Exercise prompt >> Your response should reproduce every line of the entries that contains the word "DateTime".

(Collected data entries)
* * * * *

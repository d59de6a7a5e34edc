//! Worker capability descriptors and worker records.

use crate::{TaskId, WorkerId, WorkerStatus};
use chrono::{DateTime, Duration, Utc};
use serde::{Deserialize, Serialize};
use std::collections::BTreeSet;

fn default_max_concurrent_tasks() -> u32 {
    1
}

/// What a worker advertises at registration.
#[derive(Debug, Clone, PartialEq, Serialize, Deserialize)]
pub struct WorkerCapability {
    /// Hostname of the worker machine.
    #[serde(default)]
    pub hostname: String,

    /// Capability tags (hardware, region, executor kinds, ...).
    #[serde(default)]
    pub tags: BTreeSet<String>,

    /// Maximum tasks this worker runs at once.
    #[serde(default = "default_max_concurrent_tasks")]
    pub max_concurrent_tasks: u32,
}

impl WorkerCapability {
    /// Create a capability with no tags and a single task slot.
    pub fn new(hostname: impl Into<String>) -> Self {
        Self {
            hostname: hostname.into(),
            tags: BTreeSet::new(),
            max_concurrent_tasks: 1,
        }
    }

    /// Builder method to add a tag.
    pub fn with_tag(mut self, tag: impl Into<String>) -> Self {
        self.tags.insert(tag.into());
        self
    }

    /// Builder method to set the concurrency limit.
    pub fn with_max_concurrent_tasks(mut self, limit: u32) -> Self {
        self.max_concurrent_tasks = limit.max(1);
        self
    }

    /// Check if every required tag is advertised.
    pub fn satisfies(&self, required: &BTreeSet<String>) -> bool {
        required.is_subset(&self.tags)
    }
}

impl Default for WorkerCapability {
    fn default() -> Self {
        Self::new("")
    }
}

/// Registry record of a worker.
#[derive(Debug, Clone, PartialEq, Serialize, Deserialize)]
pub struct Worker {
    /// Unique worker identifier.
    pub id: WorkerId,

    /// Advertised capability.
    pub capability: WorkerCapability,

    /// Current status.
    pub status: WorkerStatus,

    /// Tasks currently held by this worker.
    pub current_tasks: BTreeSet<TaskId>,

    /// Tasks this worker completed successfully.
    pub completed_count: u64,

    /// Tasks this worker reported as failed.
    pub failed_count: u64,

    /// Timestamp of last heartbeat.
    pub last_heartbeat_at: DateTime<Utc>,

    /// When the worker (re-)registered.
    pub registered_at: DateTime<Utc>,

    /// When the liveness monitor expired this worker.
    pub unreachable_since: Option<DateTime<Utc>>,
}

impl Worker {
    /// Create a new idle Worker.
    pub fn new(id: WorkerId, capability: WorkerCapability, now: DateTime<Utc>) -> Self {
        Self {
            id,
            capability,
            status: WorkerStatus::Idle,
            current_tasks: BTreeSet::new(),
            completed_count: 0,
            failed_count: 0,
            last_heartbeat_at: now,
            registered_at: now,
            unreachable_since: None,
        }
    }

    /// First held task, for single-slot workers.
    pub fn current_task_id(&self) -> Option<&TaskId> {
        self.current_tasks.iter().next()
    }

    /// Check if another task fits under the concurrency limit.
    pub fn has_capacity(&self) -> bool {
        self.status.can_accept_tasks()
            && (self.current_tasks.len() as u32) < self.capability.max_concurrent_tasks
    }

    /// Check if the last heartbeat is older than `timeout`.
    pub fn is_expired(&self, now: DateTime<Utc>, timeout: Duration) -> bool {
        now.signed_duration_since(self.last_heartbeat_at) > timeout
    }

    /// Record a heartbeat.
    pub fn touch(&mut self, now: DateTime<Utc>) {
        self.last_heartbeat_at = now;
    }

    /// Record that the worker took a task.
    pub fn hold(&mut self, task_id: TaskId) {
        self.current_tasks.insert(task_id);
        self.status = WorkerStatus::Busy;
    }

    /// Record that the worker no longer holds a task.
    pub fn release(&mut self, task_id: &TaskId) -> bool {
        let removed = self.current_tasks.remove(task_id);
        if self.status == WorkerStatus::Busy && self.current_tasks.is_empty() {
            self.status = WorkerStatus::Idle;
        }
        removed
    }

    /// Expire the worker and hand back the tasks it held.
    pub fn mark_unreachable(&mut self, now: DateTime<Utc>) -> Vec<TaskId> {
        self.status = WorkerStatus::Unreachable;
        self.unreachable_since = Some(now);
        std::mem::take(&mut self.current_tasks).into_iter().collect()
    }

    /// Bring an expired worker back as if it had just registered.
    pub fn readmit(&mut self, now: DateTime<Utc>) {
        self.status = WorkerStatus::Idle;
        self.current_tasks.clear();
        self.registered_at = now;
        self.last_heartbeat_at = now;
        self.unreachable_since = None;
    }
}
//! Persistence backends for job documents.

use std::collections::HashMap;
use std::path::{Path, PathBuf};

use async_trait::async_trait;
use tokio::sync::Mutex;
use tracing::{debug, warn};

use fleetrun_core::{CoreError, JobId};

use super::JobEntry;

/// Durable storage for job documents.
///
/// A document holds a job together with all of its tasks, so a single
/// `save` is the unit of atomicity.
#[async_trait]
pub trait StorageBackend: Send + Sync {
    /// Write the current state of one job.
    async fn save(&self, entry: &JobEntry) -> Result<(), CoreError>;

    /// Read every stored job.
    async fn load_all(&self) -> Result<Vec<JobEntry>, CoreError>;
}

// ============================================================================
// In-memory backend
// ============================================================================

/// Keeps documents in process memory. State is lost on restart.
#[derive(Default)]
pub struct MemoryBackend {
    documents: Mutex<HashMap<JobId, JobEntry>>,
}

impl MemoryBackend {
    pub fn new() -> Self {
        Self::default()
    }
}

#[async_trait]
impl StorageBackend for MemoryBackend {
    async fn save(&self, entry: &JobEntry) -> Result<(), CoreError> {
        self.documents
            .lock()
            .await
            .insert(entry.job.id.clone(), entry.clone());
        Ok(())
    }

    async fn load_all(&self) -> Result<Vec<JobEntry>, CoreError> {
        Ok(self.documents.lock().await.values().cloned().collect())
    }
}

// ============================================================================
// File backend
// ============================================================================

/// One pretty-printed JSON document per job under `<root>/jobs/`.
///
/// Writes go to `<job_id>.json.tmp` first and are renamed into place, so a
/// crash mid-write leaves the previous document intact.
pub struct FileBackend {
    jobs_dir: PathBuf,
}

impl FileBackend {
    /// Open (and create if needed) the document directory below `root`.
    pub async fn open(root: impl AsRef<Path>) -> Result<Self, CoreError> {
        let jobs_dir = root.as_ref().join("jobs");
        tokio::fs::create_dir_all(&jobs_dir).await.map_err(|e| {
            CoreError::Storage(format!("Failed to create {}: {}", jobs_dir.display(), e))
        })?;
        Ok(Self { jobs_dir })
    }

    fn document_path(&self, job_id: &JobId) -> PathBuf {
        self.jobs_dir.join(format!("{job_id}.json"))
    }
}

#[async_trait]
impl StorageBackend for FileBackend {
    async fn save(&self, entry: &JobEntry) -> Result<(), CoreError> {
        let path = self.document_path(&entry.job.id);
        let tmp_path = path.with_extension("json.tmp");

        let json = serde_json::to_vec_pretty(entry)
            .map_err(|e| CoreError::Storage(format!("Failed to serialize job: {e}")))?;

        tokio::fs::write(&tmp_path, json).await.map_err(|e| {
            CoreError::Storage(format!("Failed to write {}: {}", tmp_path.display(), e))
        })?;
        tokio::fs::rename(&tmp_path, &path).await.map_err(|e| {
            CoreError::Storage(format!(
                "Failed to rename {} to {}: {}",
                tmp_path.display(),
                path.display(),
                e
            ))
        })?;

        debug!(job_id = %entry.job.id, path = %path.display(), "Job document written");
        Ok(())
    }

    async fn load_all(&self) -> Result<Vec<JobEntry>, CoreError> {
        let mut dir = tokio::fs::read_dir(&self.jobs_dir).await.map_err(|e| {
            CoreError::Storage(format!("Failed to read {}: {}", self.jobs_dir.display(), e))
        })?;

        let mut entries = Vec::new();
        while let Some(item) = dir
            .next_entry()
            .await
            .map_err(|e| CoreError::Storage(e.to_string()))?
        {
            let path = item.path();
            if path.extension().and_then(|ext| ext.to_str()) != Some("json") {
                continue;
            }

            let bytes = tokio::fs::read(&path).await.map_err(|e| {
                CoreError::Storage(format!("Failed to read {}: {}", path.display(), e))
            })?;
            match serde_json::from_slice::<JobEntry>(&bytes) {
                Ok(entry) => entries.push(entry),
                Err(e) => {
                    warn!(path = %path.display(), error = %e, "Skipping unreadable job document");
                }
            }
        }

        Ok(entries)
    }
}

* * * * *

Written answer >>
use chrono::{DateTime, Duration, Utc};
    pub last_heartbeat_at: DateTime<Utc>,
    pub registered_at: DateTime<Utc>,
    pub unreachable_since: Option<DateTime<Utc>>,
    pub fn new(id: WorkerId, capability: WorkerCapability, now: DateTime<Utc>) -> Self {
    pub fn is_expired(&self, now: DateTime<Utc>, timeout: Duration) -> bool {
    pub fn touch(&mut self, now: DateTime<Utc>) {
    pub fn mark_unreachable(&mut self, now: DateTime<Utc>) -> Vec<TaskId> {
    pub fn readmit(&mut self, now: DateTime<Utc>) {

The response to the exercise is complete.